_DATA SUPPLIED_:
____

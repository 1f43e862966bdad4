//! Similarity ranking for the "stub not found" diagnostic.
//!
//! Scores are only used to pick the closest non-matching stub; they never
//! decide whether a stub matches.

use regex::Regex;
use serde_json::Value;

/// Score given to an empty expectation mapping: never a perfect match, but
/// ahead of a true non-match.
const EMPTY_EXPECTATION_SCORE: f64 = 0.1;

/// Strings up to this length use a stack buffer for the edit-distance column.
const STACK_COLUMN_LEN: usize = 64;

/// Normalized Levenshtein similarity in `[0, 1]`.
///
/// Identical strings score 1.0; one empty and one non-empty string score 0.0.
pub fn distance(s: &str, t: &str) -> f64 {
    if s == t {
        return 1.0;
    }
    if s.is_empty() || t.is_empty() {
        return 0.0;
    }

    if s.is_ascii() && t.is_ascii() {
        return distance_ascii(s.as_bytes(), t.as_bytes());
    }

    let s: Vec<char> = s.chars().collect();
    let t: Vec<char> = t.chars().collect();
    let mut column = vec![0; s.len() + 1];
    normalized(&s, &t, &mut column)
}

fn distance_ascii(s: &[u8], t: &[u8]) -> f64 {
    if s.len() < STACK_COLUMN_LEN {
        let mut stack = [0usize; STACK_COLUMN_LEN];
        normalized(s, t, &mut stack[..=s.len()])
    } else {
        let mut column = vec![0; s.len() + 1];
        normalized(s, t, &mut column)
    }
}

fn normalized<T: PartialEq>(s: &[T], t: &[T], column: &mut [usize]) -> f64 {
    let edits = levenshtein(s, t, column);
    let max_len = s.len().max(t.len());
    (max_len - edits) as f64 / max_len as f64
}

/// Single-column edit distance; `column` must hold `s.len() + 1` cells.
fn levenshtein<T: PartialEq>(s: &[T], t: &[T], column: &mut [usize]) -> usize {
    for (y, cell) in column.iter_mut().enumerate() {
        *cell = y;
    }

    for (x, tc) in t.iter().enumerate() {
        column[0] = x + 1;
        let mut last_diag = x;

        for y in 1..=s.len() {
            let old_diag = column[y];
            let cost = usize::from(s[y - 1] != *tc);
            column[y] = (column[y] + 1)
                .min(column[y - 1] + 1)
                .min(last_diag + cost);
            last_diag = old_diag;
        }
    }

    column[s.len()]
}

/// Heuristic similarity of `actual` to `expected`, in `[0, 1]`.
///
/// Mappings average the scores of keys present on both sides. Arrays average
/// every positively scoring element pair, which is a crude all-pairs estimate
/// rather than an assignment. Boolean candidates always score 0.
pub fn rank_match(expected: &Value, actual: &Value) -> f64 {
    match (expected, actual) {
        (Value::Object(want), _) if want.is_empty() => EMPTY_EXPECTATION_SCORE,
        (Value::Object(want), Value::Object(got)) => {
            let scores: Vec<f64> = want
                .iter()
                .filter_map(|(key, w)| got.get(key).map(|g| rank_match(w, g)))
                .collect();
            average(&scores)
        }
        (Value::Array(want), Value::Array(got)) => {
            let scores: Vec<f64> = want
                .iter()
                .flat_map(|w| got.iter().map(move |g| rank_match(w, g)))
                .filter(|score| *score > 0.0)
                .collect();
            average(&scores)
        }
        _ => rank_scalar(expected, actual),
    }
}

fn rank_scalar(expected: &Value, actual: &Value) -> f64 {
    match (expected, actual) {
        (_, Value::Bool(_)) => 0.0,
        (Value::String(want), Value::String(got)) => distance(want, got),
        (want, got) if want == got => 1.0,
        _ => 0.0,
    }
}

/// Similarity of `actual` to a `matches` pattern, in `[0, 1]`.
///
/// The first regex hit scores its byte share of `actual`; with no hit the
/// pattern source is compared as plain text.
pub fn rank_pattern(regex: &Regex, pattern: &str, actual: &str) -> f64 {
    if pattern == actual {
        return 1.0;
    }
    if !actual.is_empty() {
        if let Some(found) = regex.find(actual) {
            return (found.end() - found.start()) as f64 / actual.len() as f64;
        }
    }
    distance(pattern, actual)
}

fn average(scores: &[f64]) -> f64 {
    if scores.is_empty() {
        0.0
    } else {
        scores.iter().sum::<f64>() / scores.len() as f64
    }
}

____

_PROBLEM DESCRIPTION_: Where a line above holds the string "Object", copy that line.

_WRITTEN ANSWER_:
        (Value::Object(want), _) if want.is_empty() => EMPTY_EXPECTATION_SCORE,
        (Value::Object(want), Value::Object(got)) => {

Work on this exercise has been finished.